Avec ses trois tours qui lui composent une silhouette inoubliable, Notre-Dame de Morienval est, à juste titre, l’église romane la plus célèbre – et parmi les plus anciennes – d’Ile-de-France. L’abbaye avait été fondée au 7ème siècle dans un petit vallon affluent de l’Automne, sans doute comme monastère double, c’est à dire réunissant des moines et des moniales. Morienval deviendra cependant très vite une abbaye de femmes et comptera jusqu’à soixante moniales au début du 13ème siècle. Son extinction définitive sera prononcée en 1768 en faveur de l’abbaye de Royalieu. Transformée en église paroissiale au détriment de Saint-Denis, qui sera détruite, Notre-Dame survivra ainsi à la tourmente révolutionnaire. Elle sera restaurée de façon drastique entre 1878 et 1912 mais les dispositions anciennes, y compris certaines modifications que le 17ème siècle lui avait apportée (voûtement de la nef et de la croisée du transept, portail de la façade…), seront respectées ou restituées d’une manière satisfaisante.

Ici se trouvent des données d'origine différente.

use etxtbsy::{config::Config, log::run_with_logger, worker::FATAL_EXIT_CODE};
use slog::error;
use std::process;

fn main() {
    let config = Config::default();
    run_with_logger(config.log_level, |log| {
        if let Err(err) = etxtbsy::main(config, log.clone()) {
            error!(log, "{err:#}");
            process::exit(FATAL_EXIT_CODE.as_u8().into());
        }
    })
}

Construite principalement entre le troisième quart du 11ème siècle et les années 1120, Notre-Dame de Morienval a l’immense mérite de réunir les trois étapes importantes de l’architecture religieuse de cette époque en Ile-de-France : la persistance de la tradition carolingienne, l’arrivée du roman et l’expérimentation de la voûte d’ogives.
La persistance des traditions carolingiennes
L’église rebâtie durant le troisième quart du 11ème siècle, qui constitue encore la base de l’édifice actuel, comprenait les deux premiers étages du clocher-porche (les étages correspondant au beffroi ne seront achevés que dans le premier quart du 12ème siècle); le large transept-bas (voûté partiellement au 17ème siècle); un choeur avec travée droite voûtée en berceau et abside en hémicycle (remplacé par le choeur actuel dans les années 1120) et, enfin, greffés sur chaque croisillon, un réduit voûté en berceau servant d’assise à chacune des deux tours de chevet et une petite chapelle en hémicycle.
Le plan des parties orientales adoptait une disposition en échelon fréquente dans l’architecture bénédictine. L’association clocher-porche avec tribune et chevet harmonique (deux tours encadrant le choeur), la présence d’un transept-bas (les croisillons sont moins élevés que le vaisseau central), la plastique murale nue et lisse (particulièrement frappante aux murs orientaux des croisillons), le décor sans relief et exclusivement géométrique des tailloirs et chapiteaux inscrivent bien cette première campagne de reconstruction de Notre-Dame dans le droit-fil des traditions carolingiennes.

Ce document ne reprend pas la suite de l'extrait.